Friday, October 28, 2011
Hall 1-2 (San Jose Convention Center)
Angiogenesis and vasculogenesis are critical for embryonic development, as well as, for a number of pathological conditions such as diabetes, tumor growth and some forms of blindness. One crucial angiogenic pathway involves the signaling molecule Vascular Endothelial Growth Factor (VEGF), which is fundamental in several of the aforementioned processes. The paracrine signaling functions of VEGF have been well studied, but currently new evidence has demonstrated the surprising importance of autocrine signaling. Using an endothelial cell VEGF-knockout mouse model, a recent study showed that endothelial cells require cell autonomous VEGF signaling for survival. While it is clear that VEGF is synthesized and transported through the secretory pathway, the specific compartment(s) where activation of VEGFR2 takes place is unknown. To answer these questions, we used immunocytofluorescence to explore the intracellular localization of a tagged VEGF construct in immortalized mouse endothelial cells (IMECs).

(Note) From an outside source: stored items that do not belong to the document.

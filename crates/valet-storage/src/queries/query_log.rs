// SPDX-FileCopyrightText: 2026 Valet Contributors
// SPDX-License-Identifier: MIT OR Apache-2.0

//! Append-only query analytics.

use rusqlite::params;
use valet_core::ValetError;

use crate::database::{map_tr_err, Database};
use crate::models::QueryLogEntry;

const PREVIEW_CHARS: usize = 50;

/// Aggregate usage for a user, used by the status report.
#[derive(Debug, Clone, Default, PartialEq)]
pub struct UsageSummary {
    pub queries: i64,
    pub input_tokens: i64,
    pub output_tokens: i64,
    pub cost_usd: f64,
}

/// Append one query record. The prompt is truncated to a short preview so
/// the log never stores full conversation text.
pub async fn log_query(
    db: &Database,
    user_id: &str,
    prompt: &str,
    latency_ms: i64,
    input_tokens: i64,
    output_tokens: i64,
    cost_usd: f64,
    tools: &[String],
) -> Result<(), ValetError> {
    let user_id = user_id.to_string();
    let preview: String = prompt.chars().take(PREVIEW_CHARS).collect();
    let tools = tools.join(",");
    db.connection()
        .call(move |conn| {
            conn.execute(
                "INSERT INTO query_log (user_id, prompt_preview, latency_ms, input_tokens, output_tokens, cost_usd, tools)
                 VALUES (?1, ?2, ?3, ?4, ?5, ?6, ?7)",
                params![user_id, preview, latency_ms, input_tokens, output_tokens, cost_usd, tools],
            )?;
            Ok(())
        })
        .await
        .map_err(map_tr_err)
}

/// Most recent query records for a user, newest first.
pub async fn recent_queries(
    db: &Database,
    user_id: &str,
    limit: usize,
) -> Result<Vec<QueryLogEntry>, ValetError> {
    let user_id = user_id.to_string();
    db.connection()
        .call(move |conn| {
            let mut stmt = conn.prepare(
                "SELECT id, user_id, prompt_preview, latency_ms, input_tokens, output_tokens, cost_usd, tools, created_at
                 FROM query_log WHERE user_id = ?1 ORDER BY id DESC LIMIT ?2",
            )?;
            let entries = stmt
                .query_map(params![user_id, limit as i64], |row| {
                    Ok(QueryLogEntry {
                        id: row.get(0)?,
                        user_id: row.get(1)?,
                        prompt_preview: row.get(2)?,
                        latency_ms: row.get(3)?,
                        input_tokens: row.get(4)?,
                        output_tokens: row.get(5)?,
                        cost_usd: row.get(6)?,
                        tools: row.get(7)?,
                        created_at: row.get(8)?,
                    })
                })?
                .collect::<rusqlite::Result<Vec<_>>>()?;
            Ok(entries)
        })
        .await
        .map_err(map_tr_err)
}

/// Lifetime usage aggregates for a user.
pub async fn usage_summary(db: &Database, user_id: &str) -> Result<UsageSummary, ValetError> {
    let user_id = user_id.to_string();
    db.connection()
        .call(move |conn| {
            let summary = conn.query_row(
                "SELECT COUNT(*),
                        COALESCE(SUM(input_tokens), 0),
                        COALESCE(SUM(output_tokens), 0),
                        COALESCE(SUM(cost_usd), 0)
                 FROM query_log WHERE user_id = ?1",
                params![user_id],
                |row| {
                    Ok(UsageSummary {
                        queries: row.get(0)?,
                        input_tokens: row.get(1)?,
                        output_tokens: row.get(2)?,
                        cost_usd: row.get(3)?,
                    })
                },
            )?;
            Ok(summary)
        })
        .await
        .map_err(map_tr_err)
}

#[cfg(test)]
mod tests {
    use super::*;

    #[tokio::test]
    async fn log_and_read_back() {
        let db = Database::open_in_memory().await.unwrap();
        log_query(&db, "u1", "what is the weather", 850, 120, 340, 0.0031, &["web_search".into()])
            .await
            .unwrap();

        let entries = recent_queries(&db, "u1", 10).await.unwrap();
        assert_eq!(entries.len(), 1);
        assert_eq!(entries[0].prompt_preview, "what is the weather");
        assert_eq!(entries[0].tools, "web_search");
        assert_eq!(entries[0].latency_ms, 850);
    }

    #[tokio::test]
    async fn long_prompts_are_truncated_on_char_boundaries() {
        let db = Database::open_in_memory().await.unwrap();
        // Multibyte input longer than the preview window.
        let prompt = "é".repeat(80);
        log_query(&db, "u1", &prompt, 10, 0, 0, 0.0, &[]).await.unwrap();

        let entries = recent_queries(&db, "u1", 1).await.unwrap();
        assert_eq!(entries[0].prompt_preview.chars().count(), 50);
    }

    #[tokio::test]
    async fn usage_summary_aggregates_per_user() {
        let db = Database::open_in_memory().await.unwrap();
        log_query(&db, "u1", "a", 10, 100, 200, 0.01, &[]).await.unwrap();
        log_query(&db, "u1", "b", 10, 50, 75, 0.005, &[]).await.unwrap();
        log_query(&db, "u2", "c", 10, 999, 999, 1.0, &[]).await.unwrap();

        let summary = usage_summary(&db, "u1").await.unwrap();
        assert_eq!(summary.queries, 2);
        assert_eq!(summary.input_tokens, 150);
        assert_eq!(summary.output_tokens, 275);
        assert!((summary.cost_usd - 0.015).abs() < 1e-9);
    }

    #[tokio::test]
    async fn empty_summary_is_zero() {
        let db = Database::open_in_memory().await.unwrap();
        let summary = usage_summary(&db, "nobody").await.unwrap();
        assert_eq!(summary, UsageSummary::default());
    }
}
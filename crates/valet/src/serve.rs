// SPDX-FileCopyrightText: 2026 Valet Contributors
// SPDX-License-Identifier: MIT OR Apache-2.0

//! `valet serve` command implementation.
//!
//! Wires the configured provider backend, SQLite storage, and the console
//! front end into a `MessageGateway`, starts the background schedulers
//! (daily memory consolidation, hourly history reaper), and runs the
//! read-eval loop until EOF or Ctrl-C.

use std::sync::Arc;
use std::time::Duration;

use tokio::io::AsyncBufReadExt;
use tracing::{error, info, warn};
use valet_agent::MessageGateway;
use valet_anthropic::tools::NoTools;
use valet_anthropic::AnthropicGateway;
use valet_config::ValetConfig;
use valet_core::traits::QueryProvider;
use valet_core::ValetError;
use valet_openai::OpenAiGateway;
use valet_storage::Database;

use crate::console::ConsoleTransport;

/// User and chat identity of the console front end.
pub const CONSOLE_USER: &str = "console";

const CONSOLIDATION_INTERVAL: Duration = Duration::from_secs(24 * 60 * 60);
const REAPER_INTERVAL: Duration = Duration::from_secs(60 * 60);

/// The closed backend set, resolved from configuration exactly once.
enum Backend {
    Anthropic(Arc<AnthropicGateway>),
    OpenAi(Arc<OpenAiGateway>),
}

impl Backend {
    fn resolve(config: &ValetConfig, db: &Database) -> Result<Self, ValetError> {
        match config.provider.backend.as_str() {
            "anthropic" => Ok(Backend::Anthropic(Arc::new(AnthropicGateway::new(
                config,
                Some(db.clone()),
                Arc::new(NoTools),
            )?))),
            "openai" => Ok(Backend::OpenAi(Arc::new(OpenAiGateway::new(config)?))),
            // Unreachable after config validation, but resolve defensively.
            other => Err(ValetError::Config(format!("unknown backend \"{other}\""))),
        }
    }

    fn provider(&self) -> Arc<dyn QueryProvider> {
        match self {
            Backend::Anthropic(gateway) => Arc::clone(gateway) as Arc<dyn QueryProvider>,
            Backend::OpenAi(gateway) => Arc::clone(gateway) as Arc<dyn QueryProvider>,
        }
    }
}

/// Runs the `valet serve` command.
pub async fn run_serve(config: ValetConfig) -> Result<(), ValetError> {
    init_tracing(&config.agent.log_level);
    info!("starting valet serve");

    let db = Database::open_with(&config.storage.database_path, config.storage.wal_mode).await?;
    let backend = Backend::resolve(&config, &db)?;
    let provider = backend.provider();
    info!(provider = provider.name(), "backend resolved");

    let transport = Arc::new(ConsoleTransport::new());
    let gateway = Arc::new(MessageGateway::new(
        Arc::clone(&provider),
        transport,
        db.clone(),
        &config,
    ));

    start_schedulers(&config, &backend, &provider, &db);

    println!(
        "{} ready. Type a message; /new starts a fresh conversation, /stop cancels, /quit exits.",
        config.agent.name
    );
    run_console_loop(&gateway).await;

    info!("valet serve shutting down");
    Ok(())
}

fn start_schedulers(
    config: &ValetConfig,
    backend: &Backend,
    provider: &Arc<dyn QueryProvider>,
    db: &Database,
) {
    if config.memory.enabled {
        let provider = Arc::clone(provider);
        let db = db.clone();
        let min_facts = config.memory.consolidation_min_facts.max(1) as usize;
        tokio::spawn(async move {
            let mut ticker = tokio::time::interval(CONSOLIDATION_INTERVAL);
            // The first tick fires immediately; skip it so consolidation
            // runs a day after startup, not during it.
            ticker.tick().await;
            loop {
                ticker.tick().await;
                match valet_memory::consolidation::run_consolidation(
                    provider.as_ref(),
                    &db,
                    min_facts,
                )
                .await
                {
                    Ok(merged) => info!(merged, "memory consolidation sweep finished"),
                    Err(e) => warn!(error = %e, "memory consolidation sweep failed"),
                }
            }
        });
    }

    if let Backend::OpenAi(openai) = backend {
        let openai = Arc::clone(openai);
        let idle = Duration::from_secs(openai_idle_hours_secs(config));
        tokio::spawn(async move {
            let mut ticker = tokio::time::interval(REAPER_INTERVAL);
            ticker.tick().await;
            loop {
                ticker.tick().await;
                let reaped = openai.reap_idle(idle);
                if reaped > 0 {
                    info!(reaped, "reaped idle conversation histories");
                }
            }
        });
    }
}

fn openai_idle_hours_secs(config: &ValetConfig) -> u64 {
    config.openai.history_idle_hours * 60 * 60
}

async fn run_console_loop(gateway: &Arc<MessageGateway>) {
    let stdin = tokio::io::BufReader::new(tokio::io::stdin());
    let mut lines = stdin.lines();

    loop {
        let line = tokio::select! {
            _ = tokio::signal::ctrl_c() => break,
            line = lines.next_line() => line,
        };

        let line = match line {
            Ok(Some(line)) => line,
            Ok(None) => break,
            Err(e) => {
                error!(error = %e, "stdin read failed");
                break;
            }
        };

        let input = line.trim();
        match input {
            "" => {}
            "/quit" | "/exit" => break,
            "/stop" => {
                if !gateway.stop(CONSOLE_USER) {
                    println!("Nothing in flight to stop.");
                }
            }
            "/new" => match gateway.reset_session(CONSOLE_USER).await {
                Ok(()) => println!("Started a fresh conversation."),
                Err(e) => error!(error = %e, "failed to reset session"),
            },
            _ => {
                gateway
                    .handle_message(CONSOLE_USER, CONSOLE_USER, input)
                    .await;
            }
        }
    }
}

fn init_tracing(log_level: &str) {
    use tracing_subscriber::EnvFilter;

    let filter = EnvFilter::try_from_default_env()
        .unwrap_or_else(|_| EnvFilter::new(format!("valet={log_level},warn")));

    tracing_subscriber::fmt()
        .with_env_filter(filter)
        .with_target(true)
        .with_thread_names(false)
        .init();
}

#[cfg(test)]
mod tests {
    use super::*;

    #[test]
    fn unknown_backend_is_rejected() {
        let mut config = ValetConfig::default();
        config.provider.backend = "bard".into();
        // Resolution never reaches the network; it only needs a database
        // handle, so run it against an in-memory store.
        let result = tokio::runtime::Builder::new_current_thread()
            .enable_all()
            .build()
            .unwrap()
            .block_on(async {
                let db = Database::open_in_memory().await.unwrap();
                Backend::resolve(&config, &db).err()
            });
        assert!(matches!(result, Some(ValetError::Config(_))));
    }

    #[test]
    fn idle_hours_convert_to_seconds() {
        let mut config = ValetConfig::default();
        config.openai.history_idle_hours = 3;
        assert_eq!(openai_idle_hours_secs(&config), 3 * 60 * 60);
    }
}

This in vitro assay should allow us to determine if VEGF co-localizes with its receptor and/or specific vesicular compartments (endosomes, ER, Golgi, etc.). Preliminary results indicate vesicular localization corresponding to either endosomes, Weibel-Palade bodies or possibly mitochondria. Due to the use of immortal endothelial cells, we will perform ELISA protein assays to analyze intracellular VEGF retention in order to establish the endothelial-cell phenotype. The results of this study will aid in determining the function of the VEGF autocrine signaling pathway, thus illuminating a further role of VEGF in endothelial cell homeostasis and pathology.